By default, the switch has two administrative accounts: manager and operator, both without a password. What probably happens is that you set the manager password, but when you connect to the web interface it will use the operator account (password-less) by default, so not asking for any password.
In order to fix this, and two other things that you might not like: snmp-write with community public standard enabled, tftp server enabled so anyone can fetch the config without password, I use the following steps:
password manager user-name "swadmin" plaintext "admin123"
password operator user-name "operator" plaintext "password123"
no snmp-server community public
no snmp-server enable
no tftp server
Which changes the manager username and password, sets an operator password, removes the 'public' SNMP community and disables tftp. If you need SNMP, you might not want to disable the snmp server, but configure it instead.
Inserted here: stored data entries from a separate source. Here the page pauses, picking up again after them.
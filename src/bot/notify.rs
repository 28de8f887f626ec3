//! Direct-message notifications.
//!
//! Delivery is best effort: a failure to reach one recipient is logged and the
//! rest still get their message. Ledger writes are committed before any
//! notification is attempted.

use crate::{
    config::AppConfig,
    core::conversation::Network,
    entities::{TransactionModel, UserModel},
};
use poise::serenity_prelude as serenity;
use tracing::{info, warn};

/// Button id prefix for approving a deposit.
pub const APPROVE_DEPOSIT: &str = "approve_deposit:";
/// Button id prefix for rejecting a deposit.
pub const REJECT_DEPOSIT: &str = "reject_deposit:";

/// Sends `message` to every configured admin and returns how many received it.
pub async fn notify_admins(
    http: &serenity::Http,
    config: &AppConfig,
    message: serenity::CreateMessage,
) -> usize {
    let mut delivered = 0;
    for &admin_id in &config.admin_ids {
        match serenity::UserId::new(admin_id)
            .direct_message(http, message.clone())
            .await
        {
            Ok(_) => delivered += 1,
            Err(e) => warn!(admin_id, error = %e, "failed to notify admin"),
        }
    }
    info!(delivered, admins = config.admin_ids.len(), "admin notification sent");
    delivered
}

/// Sends a plain text message to a user by their stored platform id.
pub async fn notify_user(http: &serenity::Http, external_id: &str, text: impl Into<String>) {
    let Ok(id) = external_id.parse::<u64>() else {
        warn!(external_id, "cannot message user with a non-numeric id");
        return;
    };
    let message = serenity::CreateMessage::new().content(text);
    if let Err(e) = serenity::UserId::new(id).direct_message(http, message).await {
        warn!(external_id, error = %e, "failed to notify user");
    }
}

/// Review request for a new deposit, with approve and reject buttons.
#[must_use]
pub fn deposit_review_message(
    user: &UserModel,
    entry: &TransactionModel,
    network: Network,
    proof_url: &str,
) -> serenity::CreateMessage {
    let who = user
        .username
        .as_deref()
        .map_or_else(|| user.display_name.clone(), |name| format!("@{name}"));

    let embed = serenity::CreateEmbed::new()
        .title("💰 New deposit request")
        .field("User", format!("{who} ({})", user.external_id), false)
        .field("Amount", format!("{:.2} USDT", entry.amount), true)
        .field("Network", network.to_string(), true)
        .field("Transaction", format!("#{}", entry.id), true)
        .image(proof_url)
        .color(0x00F1_C40F);

    let buttons = serenity::CreateActionRow::Buttons(vec![
        serenity::CreateButton::new(format!("{APPROVE_DEPOSIT}{}", entry.id))
            .label("Approve")
            .style(serenity::ButtonStyle::Success),
        serenity::CreateButton::new(format!("{REJECT_DEPOSIT}{}", entry.id))
            .label("Reject")
            .style(serenity::ButtonStyle::Danger),
    ]);

    serenity::CreateMessage::new()
        .embed(embed)
        .components(vec![buttons])
}

/// Support message forwarded to admins.
#[must_use]
pub fn support_forward_message(user: &UserModel, text: &str) -> serenity::CreateMessage {
    serenity::CreateMessage::new().content(format!(
        "🆘 Support message from {} ({}):\n{text}",
        user.display_name, user.external_id
    ))
}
From hardening perspective, I'd like to have syslog and ntp timesync configured:logging 10.1.254.20
timesync ntp
no sntp
ntp unicast
ntp server 10.1.254.20
ntp server 10.1.254.28
ntp enable
time daylight-time-rule western-europe
time timezone 60
A document with the name HP - Hardening ProCurve Switches.pdf can be found on the internet which goes even deeper (and was the source of my command-set).
In the case, you want to go even further, search for 'Aruba 2920 Switch Series. FIPS 140-2 Non-Proprietary Security Policy' and find how you can even protect from people with physical access to the switch.
Just setting an operator password would fix your specific issue.